First, gene trees were inferred for each locus separately. Gene genealogies were estimated for all sampled alleles by a parsimony search using Paup* (Swofford 2002); a heuristic search with 10 random addition sequence replicates, and maxtrees=100 was used. The gene trees were then used to reconstruct a population tree that minimized the implied number of deep coalescence in the contained gene trees (Maddison and Knowles 2006). The tree search facility in Mesquite (Maddison and Maddison 2004) was used to find a population tree minimizing the total number of deep coalescences summed over the loci considered. The number of deep coalescence was counted assuming the estimated gene trees for each locus were unrooted. The search used an As Is taxon addition sequence, followed by subtree pruning regrafting branch swapping, saving 100 trees (maxtrees=100).

Shallowest divergence clustering method

This approach follows from Takahata's (1989) observation of a high consistency probability between a gene tree and population tree based on the order of inter-population coalescence. Population relationships were estimated using Mesquite's cluster analysis facility that grouped populations together based on their most similar pair of gene sequences (not their average pairwise sequence divergence; see also Edwards 1997), under the assumption that there is a correspondence between the number of nucleotide differences between sequences and the order of inter-population coalescence (Takahata and Nei 1985). The distance between two clades is similarly defined, and for multiple loci, the distance between two clusters is the average of the distances based on the individual loci (for details see Maddison and Knowles 2006).

Minimum average genetic distance method

The population tree was inferred from a matrix of patristic distances among populations generated with the minimum evolution criterion (Rzhetsky and Nei 1992) in PAUP* (Swofford 2002). A heuristic search with MAXTREES = 1000 was used with an As Is taxon addition sequence for the initial tree followed by TBR branch swapping. For each locus, corrected genetic distances were calculated for all pairwise comparisons among haplotypes using models selected with DT-ModSel (Minin et al. 2003). Average pairwise distances were computed among all populations for each locus, and the average of these distances was used to infer the population tree using the minimum evolution criterion (Rzhetsky and Nei 1992).

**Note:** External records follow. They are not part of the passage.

// src/encode/huffman/codec.rs

//! Encoding, decoding, and the per-session coder state.

use thiserror::Error;
use tracing::{debug, warn};

use super::code_table::CodeTable;
use super::frequency::FrequencyTable;
use super::tree::{HuffmanNode, HuffmanTree};

#[derive(Error, Debug, Clone, PartialEq, Eq)]
pub enum CodecError {
    #[error("Bit {position} follows an edge that does not exist in the tree")]
    InvalidPath { position: usize },

    #[error("Unexpected character {found:?} at position {position}; expected '0' or '1'")]
    InvalidBit { position: usize, found: char },

    #[error("{count} trailing bit(s) do not complete a code")]
    TrailingBits { count: usize },
}

/// Concatenates the code of every byte of `text`.
///
/// Bytes without a code are skipped.
pub fn encode(text: &[u8], codes: &CodeTable) -> String {
    if text.is_empty() || codes.is_empty() {
        return String::new();
    }

    let mut lengths = [0usize; 256];
    for (symbol, code) in codes.iter() {
        lengths[symbol as usize] = code.len();
    }
    let capacity = text.iter().map(|&b| lengths[b as usize]).sum();

    let mut encoded = String::with_capacity(capacity);
    for &byte in text {
        if let Some(code) = codes.get(byte) {
            encoded.push_str(code);
        }
    }
    encoded
}

/// Walks `tree` for every bit of `bits`, emitting a symbol at each leaf.
///
/// Lenient: a bit along a missing edge resets the walk to the root and is
/// dropped, characters other than `'0'` and `'1'` are ignored, and an
/// unfinished path at the end is discarded.
pub fn decode(bits: &str, tree: &HuffmanTree) -> Vec<u8> {
    let Some(root) = tree.root() else {
        return Vec::new();
    };

    let mut decoded = Vec::new();
    let mut current = root;

    for bit in bits.chars() {
        let next = match bit {
            '0' => current.left(),
            '1' => current.right(),
            _ => continue,
        };

        match next {
            Some(HuffmanNode::Leaf { symbol, .. }) => {
                decoded.push(*symbol);
                current = root;
            }
            Some(internal) => current = internal,
            None => current = root,
        }
    }

    decoded
}

/// Like [`decode`], but rejects anything the lenient walk would have absorbed.
pub fn decode_strict(bits: &str, tree: &HuffmanTree) -> Result<Vec<u8>, CodecError> {
    let Some(root) = tree.root() else {
        return Ok(Vec::new());
    };

    let mut decoded = Vec::new();
    let mut current = root;
    let mut pending = 0usize;

    for (position, bit) in bits.chars().enumerate() {
        let next = match bit {
            '0' => current.left(),
            '1' => current.right(),
            found => return Err(CodecError::InvalidBit { position, found }),
        };
        match next {
            Some(HuffmanNode::Leaf { symbol, .. }) => {
                decoded.push(*symbol);
                current = root;
                pending = 0;
            }
            Some(internal) => {
                current = internal;
                pending += 1;
            }
            None => return Err(CodecError::InvalidPath { position }),
        }
    }

    if pending > 0 {
        return Err(CodecError::TrailingBits { count: pending });
    }
    Ok(decoded)
}

/// Size figures for one encode.
#[derive(Debug, Clone, Copy, PartialEq)]
pub struct CompressionStats {
    pub original_bits: u64,
    pub encoded_bits: u64,
    /// Percentage of bits saved; zero for empty input.
    pub compression_ratio: f64,
    pub unique_symbols: usize,
}

impl CompressionStats {
    pub fn new(text_len: usize, encoded_len: usize, unique_symbols: usize) -> Self {
        let original_bits = text_len as u64 * 8;
        let encoded_bits = encoded_len as u64;
        let compression_ratio = if original_bits == 0 {
            0.0
        } else {
            (original_bits as f64 - encoded_bits as f64) / original_bits as f64 * 100.0
        };
        Self {
            original_bits,
            encoded_bits,
            compression_ratio,
            unique_symbols,
        }
    }
}

/// Result of [`HuffmanCoder::encode`].
#[derive(Debug, Clone, PartialEq)]
pub struct Encoded {
    pub bits: String,
    pub stats: CompressionStats,
}

/// Result of [`HuffmanCoder::decode`].
#[derive(Debug, Clone, PartialEq, Eq)]
pub struct Decoded {
    pub text: Vec<u8>,
    /// Whether `text` equals the input of the most recent encode.
    pub matches_original: bool,
}

/// Per-session coder state.
///
/// Holds the frequency table, tree and code table of the latest encode along
/// with its input. Every encode replaces all of them; decode reads the tree
/// only. Not meant to be shared: one owner drives it sequentially.
#[derive(Debug, Clone, Default)]
pub struct HuffmanCoder {
    frequencies: FrequencyTable,
    tree: HuffmanTree,
    codes: CodeTable,
    last_input: Vec<u8>,
}

impl HuffmanCoder {
    pub fn new() -> Self {
        Self::default()
    }

    /// Discards the current tree, tables and retained input.
    pub fn reset(&mut self) {
        *self = Self::default();
    }

    /// Rebuilds the model from `text` and encodes it.
    ///
    /// Replaces frequencies, tree, codes and retained input, so no
    /// [`reset`](Self::reset) is needed between encodes.
    pub fn encode(&mut self, text: &[u8]) -> Encoded {
        let frequencies = FrequencyTable::count(text);
        let tree = HuffmanTree::build(&frequencies);
        let codes = CodeTable::derive(&tree);
        let bits = encode(text, &codes);

        let stats = CompressionStats::new(text.len(), bits.len(), frequencies.len());
        debug!(
            input_len = text.len(),
            encoded_bits = stats.encoded_bits,
            unique = stats.unique_symbols,
            "Encoded text"
        );

        self.frequencies = frequencies;
        self.tree = tree;
        self.codes = codes;
        self.last_input = text.to_vec();

        Encoded { bits, stats }
    }

    /// Decodes `bits` against the tree of the most recent encode.
    pub fn decode(&self, bits: &str) -> Decoded {
        let text = decode(bits, &self.tree);
        let matches_original = text == self.last_input;
        if !matches_original {
            warn!(
                decoded_len = text.len(),
                original_len = self.last_input.len(),
                "Decoded text differs from the last encoded input"
            );
        }
        Decoded {
            text,
            matches_original,
        }
    }

    pub fn frequencies(&self) -> &FrequencyTable {
        &self.frequencies
    }

    pub fn tree(&self) -> &HuffmanTree {
        &self.tree
    }

    pub fn codes(&self) -> &CodeTable {
        &self.codes
    }

    /// Input of the most recent encode.
    pub fn last_input(&self) -> &[u8] {
        &self.last_input
    }
}

#[cfg(test)]
mod tests {
    use super::*;

    fn model(text: &[u8]) -> (HuffmanTree, CodeTable) {
        let tree = HuffmanTree::build(&FrequencyTable::count(text));
        let codes = CodeTable::derive(&tree);
        (tree, codes)
    }

    #[test]
    fn test_encode_skips_unknown_symbols() {
        let (_, codes) = model(b"ab");
        assert_eq!(encode(b"axb", &codes), encode(b"ab", &codes));
    }

    #[test]
    fn test_encode_empty() {
        let (_, codes) = model(b"ab");
        assert_eq!(encode(b"", &codes), "");
        assert_eq!(encode(b"ab", &CodeTable::default()), "");
    }

    #[test]
    fn test_decode_empty_tree() {
        assert!(decode("0101", &HuffmanTree::empty()).is_empty());
    }

    #[test]
    fn test_decode_drops_trailing_fragment() {
        let (tree, codes) = model(b"abracadabra");
        let mut bits = encode(b"abracadabra", &codes);
        // 'c' sits three levels down, so two of its bits leave an unfinished path.
        let c = codes.get(b'c').expect("code for c");
        bits.push_str(&c[..2]);
        assert_eq!(decode(&bits, &tree), b"abracadabra");
    }

    #[test]
    fn test_decode_single_symbol_missing_right_edge() {
        let (tree, _) = model(b"zzzz");
        // '1' has nowhere to go from the degenerate root and is dropped.
        assert_eq!(decode("0100", &tree), b"zzz");
    }

    #[test]
    fn test_decode_ignores_foreign_characters() {
        let (tree, codes) = model(b"abb");
        let bits = encode(b"abb", &codes);
        let noisy: String = bits.chars().flat_map(|c| [c, ' ']).collect();
        assert_eq!(decode(&noisy, &tree), b"abb");
    }

    #[test]
    fn test_decode_strict_errors() {
        let (tree, _) = model(b"zzzz");
        assert_eq!(decode_strict("00", &tree), Ok(b"zz".to_vec()));
        assert_eq!(
            decode_strict("01", &tree),
            Err(CodecError::InvalidPath { position: 1 })
        );
        assert_eq!(
            decode_strict("0x", &tree),
            Err(CodecError::InvalidBit {
                position: 1,
                found: 'x'
            })
        );

        let (tree, codes) = model(b"abracadabra");
        let c = codes.get(b'c').expect("code for c");
        assert_eq!(
            decode_strict(&c[..2], &tree),
            Err(CodecError::TrailingBits { count: 2 })
        );
    }

    #[test]
    fn test_coder_roundtrip_and_verification() {
        let mut coder = HuffmanCoder::new();
        let encoded = coder.encode(b"abracadabra");
        assert_eq!(encoded.stats.original_bits, 88);
        assert_eq!(encoded.stats.encoded_bits, 23);
        assert_eq!(encoded.stats.unique_symbols, 5);

        let decoded = coder.decode(&encoded.bits);
        assert_eq!(decoded.text, b"abracadabra");
        assert!(decoded.matches_original);

        let partial = coder.decode(&encoded.bits[..encoded.bits.len() - 1]);
        assert!(!partial.matches_original);
    }

    #[test]
    fn test_coder_reset() {
        let mut coder = HuffmanCoder::new();
        coder.encode(b"hello");
        coder.reset();
        assert!(coder.tree().is_empty());
        assert!(coder.codes().is_empty());
        assert!(coder.frequencies().is_empty());
        assert!(coder.last_input().is_empty());
        assert!(coder.decode("0101").text.is_empty());
    }

    #[test]
    fn test_stats_empty_input() {
        let stats = CompressionStats::new(0, 0, 0);
        assert_eq!(stats.compression_ratio, 0.0);
    }
}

An analysis of molecular variance shows that differentiation among populations, as well as among regions, explains a significant proportion of the genetic variation (Table 2), indicating that there is significant geographic structuring of genetic variation. However, this structuring of variation is not readily apparent from a visual inspection of the individual gene trees (Fig. 3). The genealogical history of a single locus is subject to many stochastic effects, which is why data from multiple independent loci are important to offer independent information for estimating a population (or species) tree (Maddison 1997), assuming that genealogical relationships among alleles are discernable. Each of the six loci exhibits considerable variation (Table 1) and genealogical structure is apparent in all gene tress estimated for all the loci (Fig. 3); average divergence within and between populations was 0.52% and 1.23%, respectively (not shown).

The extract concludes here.